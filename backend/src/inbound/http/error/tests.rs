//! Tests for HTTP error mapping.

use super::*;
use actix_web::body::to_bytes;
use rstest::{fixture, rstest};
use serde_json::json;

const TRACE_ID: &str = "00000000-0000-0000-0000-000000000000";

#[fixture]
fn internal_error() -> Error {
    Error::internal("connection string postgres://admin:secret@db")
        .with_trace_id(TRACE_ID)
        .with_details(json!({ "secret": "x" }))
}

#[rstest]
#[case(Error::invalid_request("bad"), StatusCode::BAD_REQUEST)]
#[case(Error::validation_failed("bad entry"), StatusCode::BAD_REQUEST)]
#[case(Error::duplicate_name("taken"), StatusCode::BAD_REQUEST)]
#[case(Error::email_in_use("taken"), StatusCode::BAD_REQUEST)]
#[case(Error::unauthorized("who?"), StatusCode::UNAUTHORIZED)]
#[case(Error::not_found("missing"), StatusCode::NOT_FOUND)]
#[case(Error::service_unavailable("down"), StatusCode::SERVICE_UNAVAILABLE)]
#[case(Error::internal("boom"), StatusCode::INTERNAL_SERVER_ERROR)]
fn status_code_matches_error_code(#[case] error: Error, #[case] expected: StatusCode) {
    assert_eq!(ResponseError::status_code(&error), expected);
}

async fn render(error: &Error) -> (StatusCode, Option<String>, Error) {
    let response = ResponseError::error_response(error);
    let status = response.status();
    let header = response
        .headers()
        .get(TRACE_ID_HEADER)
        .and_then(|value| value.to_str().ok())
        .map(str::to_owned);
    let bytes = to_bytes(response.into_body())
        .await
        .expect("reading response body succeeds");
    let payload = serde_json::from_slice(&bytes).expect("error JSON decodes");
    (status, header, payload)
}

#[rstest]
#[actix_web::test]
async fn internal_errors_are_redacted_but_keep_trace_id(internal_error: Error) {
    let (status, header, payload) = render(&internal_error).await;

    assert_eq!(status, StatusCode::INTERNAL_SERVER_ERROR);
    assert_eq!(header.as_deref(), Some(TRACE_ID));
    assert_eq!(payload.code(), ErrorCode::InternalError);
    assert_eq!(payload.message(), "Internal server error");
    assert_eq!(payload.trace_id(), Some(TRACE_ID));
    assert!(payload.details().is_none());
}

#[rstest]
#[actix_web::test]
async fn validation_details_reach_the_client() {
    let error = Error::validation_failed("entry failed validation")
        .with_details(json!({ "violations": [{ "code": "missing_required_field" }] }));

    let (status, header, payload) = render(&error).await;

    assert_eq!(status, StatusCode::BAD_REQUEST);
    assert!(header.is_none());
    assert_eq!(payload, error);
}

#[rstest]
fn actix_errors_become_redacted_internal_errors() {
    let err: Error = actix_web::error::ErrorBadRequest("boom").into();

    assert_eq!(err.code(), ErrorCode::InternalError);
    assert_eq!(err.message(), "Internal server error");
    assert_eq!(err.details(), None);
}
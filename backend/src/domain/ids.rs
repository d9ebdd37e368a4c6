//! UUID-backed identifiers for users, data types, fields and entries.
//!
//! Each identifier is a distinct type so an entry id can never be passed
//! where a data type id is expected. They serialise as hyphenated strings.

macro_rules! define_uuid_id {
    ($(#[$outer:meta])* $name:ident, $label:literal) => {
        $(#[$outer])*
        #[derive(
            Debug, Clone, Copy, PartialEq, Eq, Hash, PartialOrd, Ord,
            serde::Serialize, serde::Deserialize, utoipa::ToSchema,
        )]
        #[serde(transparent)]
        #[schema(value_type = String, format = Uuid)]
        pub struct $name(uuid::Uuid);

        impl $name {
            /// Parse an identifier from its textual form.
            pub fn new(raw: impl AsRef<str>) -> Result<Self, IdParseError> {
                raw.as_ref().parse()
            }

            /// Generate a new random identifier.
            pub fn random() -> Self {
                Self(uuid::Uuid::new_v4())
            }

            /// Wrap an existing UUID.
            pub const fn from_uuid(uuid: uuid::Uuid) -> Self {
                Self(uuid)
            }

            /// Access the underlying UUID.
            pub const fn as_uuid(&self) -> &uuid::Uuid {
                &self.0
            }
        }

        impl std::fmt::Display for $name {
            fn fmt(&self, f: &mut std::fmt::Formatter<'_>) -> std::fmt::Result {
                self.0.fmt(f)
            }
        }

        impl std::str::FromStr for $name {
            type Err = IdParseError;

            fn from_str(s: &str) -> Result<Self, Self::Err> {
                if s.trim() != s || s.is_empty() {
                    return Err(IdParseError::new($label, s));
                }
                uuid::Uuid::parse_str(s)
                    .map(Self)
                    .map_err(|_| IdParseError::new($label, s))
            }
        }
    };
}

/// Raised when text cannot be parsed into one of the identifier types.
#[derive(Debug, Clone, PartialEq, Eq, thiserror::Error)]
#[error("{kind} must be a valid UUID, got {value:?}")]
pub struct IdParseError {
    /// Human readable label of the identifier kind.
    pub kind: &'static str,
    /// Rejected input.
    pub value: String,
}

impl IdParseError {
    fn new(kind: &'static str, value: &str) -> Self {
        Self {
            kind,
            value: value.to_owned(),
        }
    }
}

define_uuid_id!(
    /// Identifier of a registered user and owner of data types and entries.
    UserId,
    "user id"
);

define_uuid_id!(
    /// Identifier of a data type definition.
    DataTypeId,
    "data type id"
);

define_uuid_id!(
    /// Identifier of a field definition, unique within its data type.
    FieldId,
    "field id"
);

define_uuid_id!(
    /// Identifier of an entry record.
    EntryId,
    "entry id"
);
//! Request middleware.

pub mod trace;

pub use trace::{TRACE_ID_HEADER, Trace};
..........
Task goal
Nothing may be left out. Copy each line of the listing exactly.

Written solution
filename backend/src/inbound/http/error/tests.rs
//! Tests for HTTP error mapping.

use super::*;
use actix_web::body::to_bytes;
use rstest::{fixture, rstest};
use serde_json::json;

const TRACE_ID: &str = "00000000-0000-0000-0000-000000000000";

#[fixture]
fn internal_error() -> Error {
    Error::internal("connection string postgres://admin:secret@db")
        .with_trace_id(TRACE_ID)
        .with_details(json!({ "secret": "x" }))
}

#[rstest]
#[case(Error::invalid_request("bad"), StatusCode::BAD_REQUEST)]
#[case(Error::validation_failed("bad entry"), StatusCode::BAD_REQUEST)]
#[case(Error::duplicate_name("taken"), StatusCode::BAD_REQUEST)]
#[case(Error::email_in_use("taken"), StatusCode::BAD_REQUEST)]
#[case(Error::unauthorized("who?"), StatusCode::UNAUTHORIZED)]
#[case(Error::not_found("missing"), StatusCode::NOT_FOUND)]
#[case(Error::service_unavailable("down"), StatusCode::SERVICE_UNAVAILABLE)]
#[case(Error::internal("boom"), StatusCode::INTERNAL_SERVER_ERROR)]
fn status_code_matches_error_code(#[case] error: Error, #[case] expected: StatusCode) {
    assert_eq!(ResponseError::status_code(&error), expected);
}

async fn render(error: &Error) -> (StatusCode, Option<String>, Error) {
    let response = ResponseError::error_response(error);
    let status = response.status();
    let header = response
        .headers()
        .get(TRACE_ID_HEADER)
        .and_then(|value| value.to_str().ok())
        .map(str::to_owned);
    let bytes = to_bytes(response.into_body())
        .await
        .expect("reading response body succeeds");
    let payload = serde_json::from_slice(&bytes).expect("error JSON decodes");
    (status, header, payload)
}

#[rstest]
#[actix_web::test]
async fn internal_errors_are_redacted_but_keep_trace_id(internal_error: Error) {
    let (status, header, payload) = render(&internal_error).await;

    assert_eq!(status, StatusCode::INTERNAL_SERVER_ERROR);
    assert_eq!(header.as_deref(), Some(TRACE_ID));
    assert_eq!(payload.code(), ErrorCode::InternalError);
    assert_eq!(payload.message(), "Internal server error");
    assert_eq!(payload.trace_id(), Some(TRACE_ID));
    assert!(payload.details().is_none());
}

#[rstest]
#[actix_web::test]
async fn validation_details_reach_the_client() {
    let error = Error::validation_failed("entry failed validation")
        .with_details(json!({ "violations": [{ "code": "missing_required_field" }] }));

    let (status, header, payload) = render(&error).await;

    assert_eq!(status, StatusCode::BAD_REQUEST);
    assert!(header.is_none());
    assert_eq!(payload, error);
}

#[rstest]
fn actix_errors_become_redacted_internal_errors() {
    let err: Error = actix_web::error::ErrorBadRequest("boom").into();

    assert_eq!(err.code(), ErrorCode::InternalError);
    assert_eq!(err.message(), "Internal server error");
    assert_eq!(err.details(), None);
}
filename backend/src/domain/ids.rs
repository d9ebdd37e368a4c6
//! UUID-backed identifiers for users, data types, fields and entries.
//!
//! Each identifier is a distinct type so an entry id can never be passed
//! where a data type id is expected. They serialise as hyphenated strings.

macro_rules! define_uuid_id {
    ($(#[$outer:meta])* $name:ident, $label:literal) => {
        $(#[$outer])*
        #[derive(
            Debug, Clone, Copy, PartialEq, Eq, Hash, PartialOrd, Ord,
            serde::Serialize, serde::Deserialize, utoipa::ToSchema,
        )]
        #[serde(transparent)]
        #[schema(value_type = String, format = Uuid)]
        pub struct $name(uuid::Uuid);

        impl $name {
            /// Parse an identifier from its textual form.
            pub fn new(raw: impl AsRef<str>) -> Result<Self, IdParseError> {
                raw.as_ref().parse()
            }

            /// Generate a new random identifier.
            pub fn random() -> Self {
                Self(uuid::Uuid::new_v4())
            }

            /// Wrap an existing UUID.
            pub const fn from_uuid(uuid: uuid::Uuid) -> Self {
                Self(uuid)
            }

            /// Access the underlying UUID.
            pub const fn as_uuid(&self) -> &uuid::Uuid {
                &self.0
            }
        }

        impl std::fmt::Display for $name {
            fn fmt(&self, f: &mut std::fmt::Formatter<'_>) -> std::fmt::Result {
                self.0.fmt(f)
            }
        }

        impl std::str::FromStr for $name {
            type Err = IdParseError;

            fn from_str(s: &str) -> Result<Self, Self::Err> {
                if s.trim() != s || s.is_empty() {
                    return Err(IdParseError::new($label, s));
                }
                uuid::Uuid::parse_str(s)
                    .map(Self)
                    .map_err(|_| IdParseError::new($label, s))
            }
        }
    };
}

/// Raised when text cannot be parsed into one of the identifier types.
#[derive(Debug, Clone, PartialEq, Eq, thiserror::Error)]
#[error("{kind} must be a valid UUID, got {value:?}")]
pub struct IdParseError {
    /// Human readable label of the identifier kind.
    pub kind: &'static str,
    /// Rejected input.
    pub value: String,
}

impl IdParseError {
    fn new(kind: &'static str, value: &str) -> Self {
        Self {
            kind,
            value: value.to_owned(),
        }
    }
}

define_uuid_id!(
    /// Identifier of a registered user and owner of data types and entries.
    UserId,
    "user id"
);

define_uuid_id!(
    /// Identifier of a data type definition.
    DataTypeId,
    "data type id"
);

define_uuid_id!(
    /// Identifier of a field definition, unique within its data type.
    FieldId,
    "field id"
);

define_uuid_id!(
    /// Identifier of an entry record.
    EntryId,
    "entry id"
);
//! Request middleware.

pub mod trace;

pub use trace::{TRACE_ID_HEADER, Trace};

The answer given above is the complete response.